[Collected data entries]
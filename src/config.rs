// Configuration file handling

use serde::{Deserialize, Serialize};
use std::path::Path;

use crate::report::HostOptions;

#[derive(Debug, Clone, Serialize, Deserialize, Default)]
pub struct Config {
    #[serde(default)]
    pub general: GeneralConfig,

    #[serde(default)]
    pub output: OutputConfig,
}

#[derive(Debug, Clone, Serialize, Deserialize)]
pub struct GeneralConfig {
    /// Reporter plugin to use
    #[serde(default = "default_reporter")]
    pub reporter: String,

    /// File to write the report to (stdout when unset)
    #[serde(default)]
    pub output: Option<String>,
}

impl Default for GeneralConfig {
    fn default() -> Self {
        Self {
            reporter: default_reporter(),
            output: None,
        }
    }
}

#[derive(Debug, Clone, Serialize, Deserialize)]
pub struct OutputConfig {
    /// Enable colored output
    #[serde(default = "default_color")]
    pub color: bool,

    /// Wrap long lines at the viewport width
    #[serde(default)]
    pub word_wrap: bool,

    /// Base indent for everything the reporter writes
    #[serde(default)]
    pub indent: usize,

    /// Fixed viewport width instead of the terminal's
    #[serde(default)]
    pub viewport_width: Option<usize>,
}

impl Default for OutputConfig {
    fn default() -> Self {
        Self {
            color: default_color(),
            word_wrap: false,
            indent: 0,
            viewport_width: None,
        }
    }
}

// Default values
pub const ENV_REPORTHOST_REPORTER: &str = "REPORTHOST_REPORTER";

pub fn default_reporter() -> String {
    String::from("json")
}

fn default_color() -> bool {
    true
}

impl Config {
    /// Load configuration from default locations
    pub fn load() -> Option<Self> {
        // Check locations in order:
        // 1. .reporthostrc (current directory)
        // 2. ~/.reporthostrc (home directory)
        // 3. .reporthostrc.toml (current directory)
        // 4. ~/.reporthostrc.toml (home directory)

        let cwd = std::env::current_dir().ok()?;
        let home = dirs::home_dir()?;

        let paths = [
            cwd.join(".reporthostrc"),
            home.join(".reporthostrc"),
            cwd.join(".reporthostrc.toml"),
            home.join(".reporthostrc.toml"),
        ];

        for path in &paths {
            if path.exists() {
                tracing::debug!("Loading configuration from {}", path.display());
                return Self::load_from_file(path);
            }
        }

        None
    }

    /// Load configuration from a specific file
    pub fn load_from_file(path: &Path) -> Option<Self> {
        let content = std::fs::read_to_string(path).ok()?;
        Self::parse(&content)
    }

    /// Parse configuration from TOML string
    pub fn parse(content: &str) -> Option<Self> {
        toml::from_str(content)
            .map_err(|e| tracing::warn!("Ignoring invalid configuration: {}", e))
            .ok()
    }

    /// Generate default configuration as TOML
    pub fn to_toml(&self) -> String {
        toml::to_string_pretty(self).unwrap_or_else(|_| String::new())
    }

    /// Reporter name: `cli` if given, then the environment, then the file.
    pub fn resolve_reporter(&self, cli: Option<&str>) -> String {
        cli.map(str::to_string)
            .or_else(|| std::env::var(ENV_REPORTHOST_REPORTER).ok())
            .unwrap_or_else(|| self.general.reporter.clone())
    }

    /// Host options implied by this configuration.
    pub fn host_options(&self, no_color_flag: bool) -> HostOptions {
        HostOptions {
            no_colors: no_color_flag || !self.output.color,
            viewport_width: self.output.viewport_width,
        }
    }
}

#[cfg(test)]
mod tests {
    use super::*;

    #[test]
    fn test_parse_config() {
        let toml = r#"
[general]
reporter = "spec"
output = "report.json"

[output]
color = false
word_wrap = true
indent = 2
viewport_width = 100
"#;

        let config = Config::parse(toml).expect("Failed to parse config");
        assert_eq!(config.general.reporter, "spec");
        assert_eq!(config.general.output, Some("report.json".to_string()));
        assert!(!config.output.color);
        assert!(config.output.word_wrap);
        assert_eq!(config.output.indent, 2);
        assert_eq!(config.output.viewport_width, Some(100));
    }

    #[test]
    fn test_partial_config_uses_defaults() {
        let config = Config::parse("[output]\nindent = 4\n").expect("Failed to parse config");
        assert_eq!(config.general.reporter, "json");
        assert!(config.output.color);
        assert_eq!(config.output.indent, 4);
    }

    #[test]
    fn test_invalid_config() {
        assert!(Config::parse("[output]\nindent = \"wide\"\n").is_none());
    }

    #[test]
    fn test_host_options() {
        let config = Config::default();
        assert!(!config.host_options(false).no_colors);
        assert!(config.host_options(true).no_colors);
    }

    #[test]
    fn test_cli_reporter_wins() {
        let config = Config::default();
        assert_eq!(config.resolve_reporter(Some("spec")), "spec");
    }
}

Aim of the task
Return every record in full, word for word.

Answer
filename src/config.rs
// Configuration file handling

use serde::{Deserialize, Serialize};
use std::path::Path;

use crate::report::HostOptions;

#[derive(Debug, Clone, Serialize, Deserialize, Default)]
pub struct Config {
    #[serde(default)]
    pub general: GeneralConfig,

    #[serde(default)]
    pub output: OutputConfig,
}

#[derive(Debug, Clone, Serialize, Deserialize)]
pub struct GeneralConfig {
    /// Reporter plugin to use
    #[serde(default = "default_reporter")]
    pub reporter: String,

    /// File to write the report to (stdout when unset)
    #[serde(default)]
    pub output: Option<String>,
}

impl Default for GeneralConfig {
    fn default() -> Self {
        Self {
            reporter: default_reporter(),
            output: None,
        }
    }
}

#[derive(Debug, Clone, Serialize, Deserialize)]
pub struct OutputConfig {
    /// Enable colored output
    #[serde(default = "default_color")]
    pub color: bool,

    /// Wrap long lines at the viewport width
    #[serde(default)]
    pub word_wrap: bool,

    /// Base indent for everything the reporter writes
    #[serde(default)]
    pub indent: usize,

    /// Fixed viewport width instead of the terminal's
    #[serde(default)]
    pub viewport_width: Option<usize>,
}

impl Default for OutputConfig {
    fn default() -> Self {
        Self {
            color: default_color(),
            word_wrap: false,
            indent: 0,
            viewport_width: None,
        }
    }
}

// Default values
pub const ENV_REPORTHOST_REPORTER: &str = "REPORTHOST_REPORTER";

pub fn default_reporter() -> String {
    String::from("json")
}

fn default_color() -> bool {
    true
}

impl Config {
    /// Load configuration from default locations
    pub fn load() -> Option<Self> {
        // Check locations in order:
        // 1. .reporthostrc (current directory)
        // 2. ~/.reporthostrc (home directory)
        // 3. .reporthostrc.toml (current directory)
        // 4. ~/.reporthostrc.toml (home directory)

        let cwd = std::env::current_dir().ok()?;
        let home = dirs::home_dir()?;

        let paths = [
            cwd.join(".reporthostrc"),
            home.join(".reporthostrc"),
            cwd.join(".reporthostrc.toml"),
            home.join(".reporthostrc.toml"),
        ];

        for path in &paths {
            if path.exists() {
                tracing::debug!("Loading configuration from {}", path.display());
                return Self::load_from_file(path);
            }
        }

        None
    }

    /// Load configuration from a specific file
    pub fn load_from_file(path: &Path) -> Option<Self> {
        let content = std::fs::read_to_string(path).ok()?;
        Self::parse(&content)
    }

    /// Parse configuration from TOML string
    pub fn parse(content: &str) -> Option<Self> {
        toml::from_str(content)
            .map_err(|e| tracing::warn!("Ignoring invalid configuration: {}", e))
            .ok()
    }

    /// Generate default configuration as TOML
    pub fn to_toml(&self) -> String {
        toml::to_string_pretty(self).unwrap_or_else(|_| String::new())
    }

    /// Reporter name: `cli` if given, then the environment, then the file.
    pub fn resolve_reporter(&self, cli: Option<&str>) -> String {
        cli.map(str::to_string)
            .or_else(|| std::env::var(ENV_REPORTHOST_REPORTER).ok())
            .unwrap_or_else(|| self.general.reporter.clone())
    }

    /// Host options implied by this configuration.
    pub fn host_options(&self, no_color_flag: bool) -> HostOptions {
        HostOptions {
            no_colors: no_color_flag || !self.output.color,
            viewport_width: self.output.viewport_width,
        }
    }
}

#[cfg(test)]
mod tests {
    use super::*;

    #[test]
    fn test_parse_config() {
        let toml = r#"
[general]
reporter = "spec"
output = "report.json"

[output]
color = false
word_wrap = true
indent = 2
viewport_width = 100
"#;

        let config = Config::parse(toml).expect("Failed to parse config");
        assert_eq!(config.general.reporter, "spec");
        assert_eq!(config.general.output, Some("report.json".to_string()));
        assert!(!config.output.color);
        assert!(config.output.word_wrap);
        assert_eq!(config.output.indent, 2);
        assert_eq!(config.output.viewport_width, Some(100));
    }

    #[test]
    fn test_partial_config_uses_defaults() {
        let config = Config::parse("[output]\nindent = 4\n").expect("Failed to parse config");
        assert_eq!(config.general.reporter, "json");
        assert!(config.output.color);
        assert_eq!(config.output.indent, 4);
    }

    #[test]
    fn test_invalid_config() {
        assert!(Config::parse("[output]\nindent = \"wide\"\n").is_none());
    }

    #[test]
    fn test_host_options() {
        let config = Config::default();
        assert!(!config.host_options(false).no_colors);
        assert!(config.host_options(true).no_colors);
    }

    #[test]
    fn test_cli_reporter_wins() {
        let config = Config::default();
        assert_eq!(config.resolve_reporter(Some("spec")), "spec");
    }
}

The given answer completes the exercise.